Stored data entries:
══════
use crate::asset::Asset;
use crate::time::TimePointSec;
use crate::types::{AccountName, CommitteeKind, QuorumKind};
use chainbase::{key, KeyId, Object, ObjectId, SecondaryKey};
use serde_derive::{Deserialize, Serialize};
use std::collections::BTreeSet;

#[derive(Debug, Clone, PartialEq, Serialize, Deserialize)]
pub struct CommitteeMemberObject {
    pub id: ObjectId<CommitteeMemberObject>,
    pub committee: CommitteeKind,
    pub account: AccountName,
    /// Registration bandwidth window of the member.
    pub last_allocated_block: u32,
    pub per_n_block_remain: u32,
    pub already_allocated_cash: Asset,
}

impl CommitteeMemberObject {
    pub const BY_COMMITTEE_ACCOUNT: KeyId = KeyId(0);
}

impl Object for CommitteeMemberObject {
    const TYPE_NAME: &'static str = "committee_member";

    fn id(&self) -> ObjectId<Self> {
        self.id
    }

    fn secondary_keys() -> Vec<SecondaryKey<Self>> {
        vec![SecondaryKey::unique("by_committee_account", |m| {
            key![m.committee, &m.account]
        })]
    }
}

/// Decision a committee votes on.
#[derive(Debug, Clone, PartialEq, Eq, Serialize, Deserialize)]
#[serde(rename_all = "snake_case")]
pub enum ProposalAction {
    AddMember {
        committee: CommitteeKind,
        account: AccountName,
    },
    ExcludeMember {
        committee: CommitteeKind,
        account: AccountName,
    },
    ChangeQuorum {
        committee: CommitteeKind,
        quorum: QuorumKind,
        percent: u64,
    },
    /// Start a scorumpower withdrawal of the development pool.
    WithdrawVesting { amount: Asset },
    /// Pay out of the development pool liquid balance.
    Transfer { to: AccountName, amount: Asset },
}

impl ProposalAction {
    pub fn committee(&self) -> CommitteeKind {
        match self {
            ProposalAction::AddMember { committee, .. }
            | ProposalAction::ExcludeMember { committee, .. }
            | ProposalAction::ChangeQuorum { committee, .. } => *committee,
            ProposalAction::WithdrawVesting { .. } | ProposalAction::Transfer { .. } => {
                CommitteeKind::Development
            }
        }
    }

    /// Quorum the proposal must gather.
    pub fn quorum_kind(&self) -> QuorumKind {
        match self {
            ProposalAction::AddMember { .. } => QuorumKind::AddMember,
            ProposalAction::ExcludeMember { .. } => QuorumKind::ExcludeMember,
            ProposalAction::ChangeQuorum { .. } => QuorumKind::Base,
            ProposalAction::WithdrawVesting { .. } | ProposalAction::Transfer { .. } => {
                QuorumKind::Transfer
            }
        }
    }
}

#[derive(Debug, Clone, PartialEq, Serialize, Deserialize)]
pub struct ProposalObject {
    pub id: ObjectId<ProposalObject>,
    pub creator: AccountName,
    pub action: ProposalAction,
    pub voted_accounts: BTreeSet<AccountName>,
    /// Required quorum, fixed at creation.
    pub quorum_percent: u64,
    pub created: TimePointSec,
    pub expiration: TimePointSec,
}

impl ProposalObject {
    pub const BY_EXPIRATION: KeyId = KeyId(0);
}

impl Object for ProposalObject {
    const TYPE_NAME: &'static str = "proposal";

    fn id(&self) -> ObjectId<Self> {
        self.id
    }

    fn secondary_keys() -> Vec<SecondaryKey<Self>> {
        vec![SecondaryKey::unique("by_expiration", |p| key![p.expiration, p.id])]
    }
}
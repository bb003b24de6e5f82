//! Feeding blocks from a file to the chain state.

use scorum_chain::block::Block;
use scorum_chain::services::DynamicGlobalPropertyService;
use scorum_chain::ChainState;
use serde_derive::Serialize;
use std::fs::File;
use std::io::{BufRead, BufReader};
use std::path::{Path, PathBuf};
use thiserror::Error;

#[derive(Debug, Error)]
pub enum Error {
    #[error("cannot read blocks from {}", .path.display())]
    Io {
        path: PathBuf,
        #[source]
        cause: std::io::Error,
    },
    #[error("malformed block list")]
    Yaml(#[from] serde_yaml::Error),
    #[error("malformed block on line {line}")]
    Json {
        line: usize,
        #[source]
        cause: serde_json::Error,
    },
    #[error("block {block_num} cannot be applied")]
    Chain {
        block_num: u32,
        #[source]
        cause: scorum_chain::Error,
    },
    #[error("cannot read the head state")]
    State(#[source] scorum_chain::Error),
}

/// Read every block of `path`: a YAML sequence, or JSON lines for
/// `.jsonl` files. Blank lines are skipped.
pub fn read_blocks(path: &Path) -> Result<Vec<Block>, Error> {
    let io_error = |cause: std::io::Error| Error::Io {
        path: path.to_owned(),
        cause,
    };
    let file = File::open(path).map_err(io_error)?;
    if path.extension().map_or(false, |ext| ext == "jsonl") {
        let mut blocks = Vec::new();
        for (index, line) in BufReader::new(file).lines().enumerate() {
            let line = line.map_err(io_error)?;
            if line.trim().is_empty() {
                continue;
            }
            let block = serde_json::from_str(&line).map_err(|cause| Error::Json {
                line: index + 1,
                cause,
            })?;
            blocks.push(block);
        }
        Ok(blocks)
    } else {
        Ok(serde_yaml::from_reader(file)?)
    }
}

/// What the replay did, printed once done.
#[derive(Debug, Clone, PartialEq, Eq, Serialize)]
pub struct Summary {
    pub blocks_applied: usize,
    pub virtual_operations: usize,
    pub head_block_num: u32,
    pub last_irreversible_block_num: u32,
    pub hardfork: String,
    pub circulating_capital: String,
    pub total_scorumpower: String,
}

pub fn replay(state: &mut ChainState, blocks: &[Block]) -> Result<Summary, Error> {
    let mut virtual_operations = 0;
    for block in blocks {
        let operations = state.apply_block(block).map_err(|cause| Error::Chain {
            block_num: block.block_num,
            cause,
        })?;
        virtual_operations += operations.len();
    }
    let props = state
        .database()
        .dynamic_global_properties()
        .map_err(Error::State)?;
    Ok(Summary {
        blocks_applied: blocks.len(),
        virtual_operations,
        head_block_num: props.head_block_number,
        last_irreversible_block_num: props.last_irreversible_block_num,
        hardfork: props.hardfork.to_string(),
        circulating_capital: props.circulating_capital.to_string(),
        total_scorumpower: props.total_scorumpower.to_string(),
    })
}
use crate::asset::Asset;
use crate::time::TimePointSec;
use crate::types::Withdrawable;
use crate::Percent;
use chainbase::{key, KeyId, Object, ObjectId, SecondaryKey};
use serde_derive::{Deserialize, Serialize};

/// Running scorumpower withdrawal, paid out in equal installments.
#[derive(Debug, Clone, PartialEq, Serialize, Deserialize)]
pub struct WithdrawVestingObject {
    pub id: ObjectId<WithdrawVestingObject>,
    pub from: Withdrawable,
    pub vesting_withdraw_rate: Asset,
    pub next_vesting_withdrawal: TimePointSec,
    pub withdrawn: Asset,
    pub to_withdraw: Asset,
}

impl WithdrawVestingObject {
    pub const BY_FROM: KeyId = KeyId(0);
    pub const BY_NEXT_WITHDRAWAL: KeyId = KeyId(1);
}

impl Object for WithdrawVestingObject {
    const TYPE_NAME: &'static str = "withdraw_vesting";

    fn id(&self) -> ObjectId<Self> {
        self.id
    }

    fn secondary_keys() -> Vec<SecondaryKey<Self>> {
        vec![
            SecondaryKey::unique("by_from", |w| key![w.from]),
            SecondaryKey::unique("by_next_withdrawal", |w| {
                key![w.next_vesting_withdrawal, w.id]
            }),
        ]
    }
}

/// Share of a withdrawal redirected to another holder.
#[derive(Debug, Clone, PartialEq, Serialize, Deserialize)]
pub struct WithdrawVestingRouteObject {
    pub id: ObjectId<WithdrawVestingRouteObject>,
    pub from: Withdrawable,
    pub to: Withdrawable,
    pub percent: Percent,
    /// Deliver scorumpower instead of converting to the liquid currency.
    pub auto_vest: bool,
}

impl WithdrawVestingRouteObject {
    pub const BY_ROUTE: KeyId = KeyId(0);
}

impl Object for WithdrawVestingRouteObject {
    const TYPE_NAME: &'static str = "withdraw_vesting_route";

    fn id(&self) -> ObjectId<Self> {
        self.id
    }

    fn secondary_keys() -> Vec<SecondaryKey<Self>> {
        vec![SecondaryKey::unique("by_route", |r| key![r.from, r.to])]
    }
}
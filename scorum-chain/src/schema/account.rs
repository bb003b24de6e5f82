use crate::asset::Asset;
use crate::time::TimePointSec;
use crate::types::AccountName;
use crate::Percent;
use chainbase::{key, KeyId, Object, ObjectId, SecondaryKey};
use rewards_math::PERCENT_100;
use serde_derive::{Deserialize, Serialize};

/// Depth of the proxy chain whose stake is tracked per account.
pub const PROXIED_VOTES_DEPTH: usize = 4;

#[derive(Debug, Clone, PartialEq, Serialize, Deserialize)]
pub struct AccountObject {
    pub id: ObjectId<AccountObject>,
    pub name: AccountName,
    pub creator: Option<AccountName>,
    pub created: TimePointSec,
    pub json_metadata: String,

    pub balance: Asset,
    pub scorumpower: Asset,
    pub delegated_scorumpower: Asset,
    pub received_scorumpower: Asset,

    pub can_vote: bool,
    pub voting_power: Percent,
    pub last_vote_time: TimePointSec,
    /// Effective scorumpower at the last vote, weight of the account in the
    /// active stake holders reward.
    pub vote_reward_competitive_sp: Asset,

    pub proxy: Option<AccountName>,
    /// Scorumpower proxied to this account, per level of the proxy chain.
    pub proxied_vsf_votes: [i64; PROXIED_VOTES_DEPTH],
    pub witnesses_voted_for: u32,

    pub active_sp_holders_cashout_time: TimePointSec,
    pub active_sp_holders_pending_scr_reward: Asset,
    pub active_sp_holders_pending_sp_reward: Asset,

    pub post_count: u32,
    pub last_post: TimePointSec,
    pub last_root_post: TimePointSec,
}

impl AccountObject {
    pub const BY_NAME: KeyId = KeyId(0);
    pub const BY_PROXY: KeyId = KeyId(1);
    pub const BY_ACTIVE_SP_HOLDERS_CASHOUT: KeyId = KeyId(2);

    pub fn new(id: ObjectId<AccountObject>, name: AccountName, created: TimePointSec) -> Self {
        AccountObject {
            id,
            name,
            creator: None,
            created,
            json_metadata: String::new(),
            balance: Asset::scr(0),
            scorumpower: Asset::sp(0),
            delegated_scorumpower: Asset::sp(0),
            received_scorumpower: Asset::sp(0),
            can_vote: true,
            voting_power: PERCENT_100,
            last_vote_time: created,
            vote_reward_competitive_sp: Asset::sp(0),
            proxy: None,
            proxied_vsf_votes: [0; PROXIED_VOTES_DEPTH],
            witnesses_voted_for: 0,
            active_sp_holders_cashout_time: TimePointSec::MAXIMUM,
            active_sp_holders_pending_scr_reward: Asset::scr(0),
            active_sp_holders_pending_sp_reward: Asset::sp(0),
            post_count: 0,
            last_post: TimePointSec::MINIMUM,
            last_root_post: TimePointSec::MINIMUM,
        }
    }

    /// Scorumpower the account votes with.
    pub fn effective_scorumpower(&self) -> Asset {
        Asset::sp(
            self.scorumpower.amount - self.delegated_scorumpower.amount
                + self.received_scorumpower.amount,
        )
    }

    pub fn proxied_vsf_votes_total(&self) -> i64 {
        self.proxied_vsf_votes.iter().sum()
    }

    /// Weight of the account's witness votes, own stake plus proxied stake.
    pub fn witness_vote_weight(&self) -> i64 {
        self.scorumpower.amount + self.proxied_vsf_votes_total()
    }
}

impl Object for AccountObject {
    const TYPE_NAME: &'static str = "account";

    fn id(&self) -> ObjectId<Self> {
        self.id
    }

    fn secondary_keys() -> Vec<SecondaryKey<Self>> {
        vec![
            SecondaryKey::unique("by_name", |a| key![&a.name]),
            SecondaryKey::unique("by_proxy", |a| {
                key![a.proxy.as_ref().map_or("", |p| p.as_str()), a.id]
            }),
            SecondaryKey::unique("by_active_sp_holders_cashout", |a| {
                key![a.active_sp_holders_cashout_time, a.id]
            }),
        ]
    }
}

/// Registration bonus that is taken back when it expires.
#[derive(Debug, Clone, PartialEq, Serialize, Deserialize)]
pub struct AccountRegistrationBonusObject {
    pub id: ObjectId<AccountRegistrationBonusObject>,
    pub account: AccountName,
    pub bonus: Asset,
    pub expires: TimePointSec,
}

impl AccountRegistrationBonusObject {
    pub const BY_ACCOUNT: KeyId = KeyId(0);
    pub const BY_EXPIRATION: KeyId = KeyId(1);
}

impl Object for AccountRegistrationBonusObject {
    const TYPE_NAME: &'static str = "account_registration_bonus";

    fn id(&self) -> ObjectId<Self> {
        self.id
    }

    fn secondary_keys() -> Vec<SecondaryKey<Self>> {
        vec![
            SecondaryKey::unique("by_account", |b| key![&b.account]),
            SecondaryKey::unique("by_expiration", |b| key![b.expires, b.id]),
        ]
    }
}
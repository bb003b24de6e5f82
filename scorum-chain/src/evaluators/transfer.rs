use super::EvaluationContext;
use crate::error::Result;
use crate::operations::{Transfer, TransferToScorumpower};
use crate::services::AccountService;

pub(super) fn transfer(ctx: &mut EvaluationContext<'_>, op: &Transfer) -> Result<()> {
    let from = ctx.db.get_account(&op.from)?.id;
    let to = ctx.db.get_account(&op.to)?.id;
    ctx.db.decrease_balance(from, op.amount)?;
    ctx.db.increase_balance(to, op.amount)
}

pub(super) fn transfer_to_scorumpower(
    ctx: &mut EvaluationContext<'_>,
    op: &TransferToScorumpower,
) -> Result<()> {
    let from = ctx.db.get_account(&op.from)?.id;
    let to = match &op.to {
        Some(to) => ctx.db.get_account(to)?.id,
        None => from,
    };
    ctx.db.decrease_balance(from, op.amount)?;
    ctx.db.create_scorumpower(to, op.amount)?;
    Ok(())
}

#[cfg(test)]
mod tests {
    use crate::asset::Asset;
    use crate::error::{Error, EvaluateError};
    use crate::operations::{Operation, Transfer, TransferToScorumpower};
    use crate::services::{AccountService, DynamicGlobalPropertyService};
    use crate::testing::{apply_operation, ChainStateBuilder};
    use crate::types::AccountName;

    fn name(s: &str) -> AccountName {
        s.parse().unwrap()
    }

    #[test]
    fn failed_transfer_leaves_no_trace() {
        let mut state = ChainStateBuilder::new()
            .with_account("alice", Asset::scr(10), Asset::sp(0))
            .with_account("bob", Asset::scr(0), Asset::sp(0))
            .build()
            .unwrap();
        let transfer = |amount| {
            Operation::Transfer(Transfer {
                from: name("alice"),
                to: name("bob"),
                amount: Asset::scr(amount),
                memo: String::new(),
            })
        };
        apply_operation(&mut state, transfer(4)).unwrap();
        assert_err_match!(
            Error::Evaluate(EvaluateError::InsufficientFunds { .. }),
            apply_operation(&mut state, transfer(7))
        );
        let db = state.database();
        assert_eq!(db.get_account(&name("alice")).unwrap().balance, Asset::scr(6));
        assert_eq!(db.get_account(&name("bob")).unwrap().balance, Asset::scr(4));
    }

    #[test]
    fn staking_keeps_circulating_capital() {
        let mut state = ChainStateBuilder::new()
            .with_account("alice", Asset::scr(10), Asset::sp(0))
            .with_account("bob", Asset::scr(0), Asset::sp(0))
            .build()
            .unwrap();
        let capital = state
            .database()
            .dynamic_global_properties()
            .unwrap()
            .circulating_capital;
        let op = Operation::TransferToScorumpower(TransferToScorumpower {
            from: name("alice"),
            to: Some(name("bob")),
            amount: Asset::scr(10),
        });
        apply_operation(&mut state, op).unwrap();

        let db = state.database();
        assert!(db.get_account(&name("alice")).unwrap().balance.is_zero());
        assert_eq!(db.get_account(&name("bob")).unwrap().scorumpower, Asset::sp(10));
        let props = db.dynamic_global_properties().unwrap();
        assert_eq!(props.circulating_capital, capital);
    }
}
use super::{AccountService, DynamicGlobalPropertyService};
use crate::database::Database;
use crate::error::{EvaluateError, Result};
use crate::schema::{AccountObject, WitnessObject, WitnessVoteObject};
use crate::types::AccountName;
use chainbase::{key, ObjectId};

pub trait WitnessService {
    fn find_witness(&self, owner: &AccountName) -> Option<&WitnessObject>;

    fn get_witness(&self, owner: &AccountName) -> Result<&WitnessObject>;

    fn create_witness(
        &mut self,
        owner: &AccountName,
        url: &str,
        signing_key: &str,
    ) -> Result<ObjectId<WitnessObject>>;

    fn update_witness<F>(&mut self, id: ObjectId<WitnessObject>, f: F) -> Result<()>
    where
        F: FnOnce(&mut WitnessObject);

    /// Add `delta` to every witness `account` votes for.
    fn adjust_witness_votes(&mut self, account: ObjectId<AccountObject>, delta: i64)
        -> Result<()>;

    fn adjust_witness_vote(&mut self, witness: ObjectId<WitnessObject>, delta: i64) -> Result<()>;

    fn vote_for_witness(
        &mut self,
        account: ObjectId<AccountObject>,
        witness: ObjectId<WitnessObject>,
    ) -> Result<()>;

    fn remove_witness_vote(
        &mut self,
        account: ObjectId<AccountObject>,
        witness: ObjectId<WitnessObject>,
    ) -> Result<()>;

    /// Most voted witnesses first.
    fn top_witnesses(&self, count: usize) -> Vec<&WitnessObject>;
}

impl WitnessService for Database {
    fn find_witness(&self, owner: &AccountName) -> Option<&WitnessObject> {
        self.witnesses.find_by(WitnessObject::BY_NAME, &key![owner])
    }

    fn get_witness(&self, owner: &AccountName) -> Result<&WitnessObject> {
        self.find_witness(owner)
            .ok_or_else(|| EvaluateError::WitnessNotFound(owner.clone()).into())
    }

    fn create_witness(
        &mut self,
        owner: &AccountName,
        url: &str,
        signing_key: &str,
    ) -> Result<ObjectId<WitnessObject>> {
        let created = self.head_block_time()?;
        let witness = self.witnesses.create(|id| WitnessObject {
            id,
            owner: owner.clone(),
            created,
            url: url.to_owned(),
            signing_key: signing_key.to_owned(),
            votes: 0,
            total_missed: 0,
            last_confirmed_block_num: 0,
        })?;
        Ok(witness.id)
    }

    fn update_witness<F>(&mut self, id: ObjectId<WitnessObject>, f: F) -> Result<()>
    where
        F: FnOnce(&mut WitnessObject),
    {
        self.witnesses.modify(id, f)?;
        Ok(())
    }

    fn adjust_witness_votes(
        &mut self,
        account: ObjectId<AccountObject>,
        delta: i64,
    ) -> Result<()> {
        let witnesses: Vec<_> = self
            .witness_votes
            .prefix_by(WitnessVoteObject::BY_ACCOUNT_WITNESS, &key![account])
            .map(|v| v.witness)
            .collect();
        for witness in witnesses {
            self.adjust_witness_vote(witness, delta)?;
        }
        Ok(())
    }

    fn adjust_witness_vote(&mut self, witness: ObjectId<WitnessObject>, delta: i64) -> Result<()> {
        self.witnesses.modify(witness, |w| w.votes += delta)?;
        Ok(())
    }

    fn vote_for_witness(
        &mut self,
        account: ObjectId<AccountObject>,
        witness: ObjectId<WitnessObject>,
    ) -> Result<()> {
        let voter = self.get_account_by_id(account)?;
        ensure!(voter.proxy.is_none(), EvaluateError::VotingThroughProxy)?;
        ensure!(
            voter.witnesses_voted_for < self.config.max_account_witness_votes,
            EvaluateError::TooManyWitnessVotes
        )?;
        ensure!(
            self.witness_votes
                .find_by(
                    WitnessVoteObject::BY_ACCOUNT_WITNESS,
                    &key![account, witness]
                )
                .is_none(),
            EvaluateError::WitnessVoteExists
        )?;
        let weight = voter.witness_vote_weight();

        self.witness_votes
            .create(|id| WitnessVoteObject {
                id,
                witness,
                account,
            })?;
        self.adjust_witness_vote(witness, weight)?;
        self.update_account(account, |a| a.witnesses_voted_for += 1)
    }

    fn remove_witness_vote(
        &mut self,
        account: ObjectId<AccountObject>,
        witness: ObjectId<WitnessObject>,
    ) -> Result<()> {
        let vote = self
            .witness_votes
            .find_by(
                WitnessVoteObject::BY_ACCOUNT_WITNESS,
                &key![account, witness],
            )
            .ok_or(EvaluateError::WitnessVoteNotFound)?
            .id;
        let weight = self.get_account_by_id(account)?.witness_vote_weight();

        self.adjust_witness_vote(witness, -weight)?;
        self.witness_votes.remove(vote)?;
        self.update_account(account, |a| a.witnesses_voted_for -= 1)
    }

    fn top_witnesses(&self, count: usize) -> Vec<&WitnessObject> {
        self.witnesses
            .iter_by(WitnessObject::BY_VOTE)
            .take(count)
            .collect()
    }
}
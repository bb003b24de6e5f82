//! One evaluator per operation.
//!
//! An evaluator reads what it needs through the services, fails on the
//! first unmet precondition and only then changes state. Failures are never
//! caught here: the transaction session around the evaluation undoes any
//! partial work.

mod account;
mod budget;
mod comment;
mod proposal;
mod transfer;
mod vesting;
mod vote;
mod witness;

pub use self::vote::net_votes_delta;

use crate::database::Database;
use crate::error::Result;
use crate::operations::Operation;
use crate::virtual_ops::VirtualOperation;

/// Where an operation is evaluated: the database and the virtual operations
/// of the block being applied.
pub struct EvaluationContext<'a> {
    pub(crate) db: &'a mut Database,
    virtual_operations: &'a mut Vec<VirtualOperation>,
}

impl<'a> EvaluationContext<'a> {
    pub fn new(db: &'a mut Database, virtual_operations: &'a mut Vec<VirtualOperation>) -> Self {
        EvaluationContext {
            db,
            virtual_operations,
        }
    }

    pub fn push_virtual_operation(&mut self, op: VirtualOperation) {
        self.virtual_operations.push(op);
    }
}

/// Validate then evaluate `operation`.
pub fn apply_operation(ctx: &mut EvaluationContext<'_>, operation: &Operation) -> Result<()> {
    operation.validate()?;
    match operation {
        Operation::AccountCreate(op) => account::account_create(ctx, op),
        Operation::AccountCreateByCommittee(op) => account::account_create_by_committee(ctx, op),
        Operation::Transfer(op) => transfer::transfer(ctx, op),
        Operation::TransferToScorumpower(op) => transfer::transfer_to_scorumpower(ctx, op),
        Operation::WithdrawScorumpower(op) => vesting::withdraw_scorumpower(ctx, op),
        Operation::SetWithdrawScorumpowerRouteToAccount(op) => {
            vesting::set_withdraw_route_to_account(ctx, op)
        }
        Operation::SetWithdrawScorumpowerRouteToDevPool(op) => {
            vesting::set_withdraw_route_to_dev_pool(ctx, op)
        }
        Operation::Comment(op) => comment::comment(ctx, op),
        Operation::CommentOptions(op) => comment::comment_options(ctx, op),
        Operation::Vote(op) => vote::vote(ctx, op),
        Operation::AccountWitnessVote(op) => witness::account_witness_vote(ctx, op),
        Operation::AccountWitnessProxy(op) => witness::account_witness_proxy(ctx, op),
        Operation::WitnessUpdate(op) => witness::witness_update(ctx, op),
        Operation::CreateBudget(op) => budget::create_budget(ctx, op),
        Operation::CloseBudget(op) => budget::close_budget(ctx, op),
        Operation::ProposalCreate(op) => proposal::proposal_create(ctx, op),
        Operation::ProposalVote(op) => proposal::proposal_vote(ctx, op),
    }
}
══════
**Problem to work on**. Search the entries above for the string "owner". Copy each line in which it appears.

**Answer for the task**.
    fn find_witness(&self, owner: &AccountName) -> Option<&WitnessObject>;
    fn get_witness(&self, owner: &AccountName) -> Result<&WitnessObject>;
        owner: &AccountName,
    fn find_witness(&self, owner: &AccountName) -> Option<&WitnessObject> {
        self.witnesses.find_by(WitnessObject::BY_NAME, &key![owner])
    fn get_witness(&self, owner: &AccountName) -> Result<&WitnessObject> {
        self.find_witness(owner)
            .ok_or_else(|| EvaluateError::WitnessNotFound(owner.clone()).into())
        owner: &AccountName,
            owner: owner.clone(),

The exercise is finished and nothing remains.